In spite of the precise amount, we can say that at a minimum, the reason why women live so much longer than men today, Classicalmusicmp3freedownload.com/ja/index.php?title=%E5%88%A9%E7%94%A8%E8%80%85:Jamaal20Q086, www.poetmuseum.com, but not in the past, has to do with the fact that some significant non-biological elements have changed. These are the factors that are changing. Some are well known and relatively straightforward, like the fact that men smoke more often. Some are more complex. For example, there is evidence that in rich countries the female advantage increased in part because infectious diseases used to affect women disproportionately a century ago, so advances in medicine that reduced the long-term health burden from infectious diseases, especially for survivors, ended up raising women’s longevity disproportionately.
Everywhere in the world women tend to live longer than men
The first chart below shows life expectancy at birth for men and women. As we can see, all countries are above the diagonal line of parity – which means that in every country the newborn girl is likely to live longer than a new boy.1
This graph shows that although there is a women’s advantage everywhere, cross-country differences could be significant. In Russia women live 10 years longer than males. In Bhutan the difference is only half a year.
In rich countries the advantage of women in longevity was previously smaller.
We will now examine the way that female advantages in life expectancy has changed over time. The chart below illustrates the male and female life expectancies at the time of birth in the US between 1790-2014. Two distinct features stand out.
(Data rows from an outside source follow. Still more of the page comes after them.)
// This Source Code Form is subject to the terms of the Mozilla Public
// License, v. 2.0. If a copy of the MPL was not distributed with this
// file, You can obtain one at http://mozilla.org/MPL/2.0/.

//! Errors
//!
//! Every failure here is a broken precondition.  The grid is never
//! left half-mutated when one of these comes back.

use failure::Fail;

#[derive(Debug, Fail, Clone, PartialEq, Eq)]
pub enum SeamError {
    /// A grid needs at least one pixel to anchor on.
    #[fail(display = "cannot build a grid from a {}x{} raster", width, height)]
    EmptyRaster { width: u32, height: u32 },

    /// Some row is too short to give up an interior node.
    #[fail(
        display = "row {} has {} nodes, but carving needs at least {}",
        row, found, needed
    )]
    RowTooNarrow { row: u32, found: u32, needed: u32 },

    #[fail(display = "cannot copy into a grid that is not empty")]
    TargetNotEmpty,

    #[fail(display = "unknown selection mode: {}", _0)]
    UnknownSelectionMode(String),

    #[fail(display = "unknown fill mode: {}", _0)]
    UnknownFillMode(String),
}
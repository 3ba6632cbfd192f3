/// A conditional expression that `cargo fmt` leaves on one line.  The
/// lattice has plenty of "is there a neighbor on this side?" cases,
/// and they read better as a column of `cq!`s than as stacked `if`
/// blocks.
#[macro_export]
macro_rules! cq {
    ($condition: expr, $_true: expr, $_false: expr) => {
        if $condition {
            $_true
        } else {
            $_false
        }
    };
}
There is an upward trend. and women in the US live a lot, much longer than they did a century ago. This is in line with historical increases in life expectancy everywhere in the world.
And second, there is an increase in the gap between men and women: female advantage in life expectancy used to be very modest but it increased substantially over the course of the last century.
Using the option ‘Change country by country’ in the chart, you are able to confirm that the two points apply to other countries that have available data: Sweden, France and the UK.